Economia DIESEL DA RÚSSIA
BRASIL PODE ENFRENTAR DIFICULDADES CASO INTERROMPA IMPORTAÇÕES DE DIESEL DA RÚSSIA
SOB AMEAÇA DA OTAN BRASIL TERÁ DIFICULDADE SE DEIXAR DE IMPORTAR DIESEL DA RÚSSIA
04/08/2025 22h33 Atualizada há 9 meses
Por: Redação Fonte: Diário do Poder

Brasil pode enfrentar dificuldades caso interrompa importações de diesel da Rússia

De acordo com a Associação Brasileira de Importadores de Combustíveis, país teria dificuldade em encontrar fornecedores que substituam os volumes russos, responsáveis por mais de 60% do diesel importado em 2025

Frentista abastecendo carro (Foto: Marcello Casal Jr./Agência Brasil).

A Associação Brasileira de Importadores de Combustíveis (Abicom) alertou que o Brasil enfrentará sérias dificuldades caso decida interromper as importações de diesel da Rússia. De janeiro a junho de 2025, aproximadamente 7,9 milhões de metros cúbicos de diesel foram importados pelo país e 61% desse total veio da Rússia.

De acordo com Sérgio Araújo, presidente da Abicom, em entrevista à CNN, não há, no curto prazo, alternativas capazes de suprir o volume que o Brasil recebe do país europeu. “É improvável que o Brasil consiga, de forma imediata, substituir esse volume de cerca de 1 milhão de metros cúbicos por mês com diesel vindo de outros mercados”, afirmou.

A fala ocorre em meio a pressões internacionais, principalmente dos Estados Unidos, que têm ameaçado aplicar tarifas de até 100% contra países que mantenham relações comerciais com a Rússia no setor de energia. O presidente Donald Trump e o atual secretário-geral da OTAN, Mark Rutte, reforçaram esse posicionamento nas últimas semanas, aumentando a tensão geopolítica.

Além da Rússia, os principais fornecedores de diesel ao Brasil em 2025 têm sido os Estados Unidos (com cerca de 24% das importações), Arábia Saudita (6%) e Omã (3%). No entanto, nenhum desses países têm, isoladamente, capacidade para compensar a perda da oferta russa. A substituição exigiria negociações com múltiplos países produtores, como Emirados Árabes, Kuwait e Qatar, o que pode gerar custos logísticos elevados e aumento do preço interno do combustível.

A Abicom também ressalta que o diesel russo tem sido comercializado com preços abaixo da paridade internacional, o que contribui para manter o preço do combustível mais acessível no Brasil. Romper esse fluxo poderia impactar diretamente o consumidor, com possível aumento dos preços nas bombas.

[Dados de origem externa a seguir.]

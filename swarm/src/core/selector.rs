//! Deterministic selection of the next claimable work item.

use std::collections::HashMap;

use crate::core::types::{ItemStatus, WorkItem};

/// Pick the item a worker should try to claim next.
///
/// Only open, unassigned items are candidates. Highest priority wins (lowest
/// ordinal); ties break on the lexicographically lowest id so every worker
/// facing the same queue makes the same choice.
pub fn select_next(items: &[WorkItem]) -> Option<&WorkItem> {
    items
        .iter()
        .filter(|item| item.status == ItemStatus::Open && item.is_unassigned())
        .min_by(|a, b| a.priority.cmp(&b.priority).then_with(|| a.id.cmp(&b.id)))
}

/// Sort items in selection order (priority, then id).
pub fn sort_by_selection_order(items: &mut [WorkItem]) {
    items.sort_by(|a, b| a.priority.cmp(&b.priority).then_with(|| a.id.cmp(&b.id)));
}

/// True iff `item` is open and every dependency is closed.
///
/// Dependencies missing from `all` are treated as unmet.
pub fn is_ready(item: &WorkItem, all: &HashMap<&str, &WorkItem>) -> bool {
    if item.status != ItemStatus::Open {
        return false;
    }
    item.dependencies.iter().all(|dep| {
        all.get(dep.as_str())
            .is_some_and(|d| d.status == ItemStatus::Closed)
    })
}

#[cfg(test)]
mod tests {
    use super::*;
    use crate::test_support::{in_progress, open_item};

    #[test]
    fn selects_highest_priority_then_lowest_id() {
        let items = vec![
            open_item("bd-3", 2),
            open_item("bd-2", 1),
            open_item("bd-1", 2),
            open_item("bd-0", 1),
        ];
        let selected = select_next(&items).expect("selected");
        assert_eq!(selected.id, "bd-0");
    }

    #[test]
    fn skips_assigned_and_in_progress_items() {
        let mut assigned = open_item("bd-1", 0);
        assigned.assignee = Some("ralph-2".to_string());
        let items = vec![assigned, in_progress("bd-2", "ralph-1"), open_item("bd-9", 3)];
        let selected = select_next(&items).expect("selected");
        assert_eq!(selected.id, "bd-9");
    }

    #[test]
    fn empty_queue_selects_nothing() {
        assert!(select_next(&[]).is_none());
    }

    #[test]
    fn readiness_requires_closed_dependencies() {
        let mut dep = open_item("bd-1", 2);
        let mut child = open_item("bd-2", 2);
        child.dependencies = vec!["bd-1".to_string()];

        let all: HashMap<&str, &WorkItem> = [("bd-1", &dep), ("bd-2", &child)].into();
        assert!(!is_ready(&child, &all));

        dep.status = ItemStatus::Closed;
        let all: HashMap<&str, &WorkItem> = [("bd-1", &dep), ("bd-2", &child)].into();
        assert!(is_ready(&child, &all));

        child.dependencies.push("missing".to_string());
        let all: HashMap<&str, &WorkItem> = [("bd-1", &dep), ("bd-2", &child)].into();
        assert!(!is_ready(&child, &all));
    }
}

O volume que o Brasil compra da Rússia não torna muito fácil encontrar fornecedores alternativos que possam trazer esse produto. Então, vamos ter dificuldade", acrescentou.

Segundo dados da Abicom, a Rússia concentra mais que o dobro (61%) da demanda brasileira por óleo diesel no mercado externo que o segundo colocado, os Estados Unidos (24%). Em seguida, aparecem como principais fontes de importação a Arábia Saudita (6%) e o Omã (3%).

"Teremos que verificar a possibilidade de parte do volume que deixará de ser comprado da Rússia vir do Golfo americano, das refinarias americanas, além de verificar outros fornecedores, como Arábia Saudita, Emirados Árabes Unidos, Kuwait, Omã, Qatar. É um desafio", concluiu Sérgio Araújo.

Os Estados Unidos anunciaram nesta segunda-feira (4) que vão taxar a Índia substancialmente, depois da decisão do país de seguir importando petróleo russo. Atualmente as tarifas que incidirão sobre os produtos indianos que entram no território americano são de 25%.

Em 14 de julho, Trump ameaçou taxar em 100% os países que continuarem negociando petróleo com a Rússia. A ofensiva faz parte de um plano da Casa Branca para isolar a Rússia economicamente até que um acordo de paz "satisfatório" com a Ucrânia seja realizado.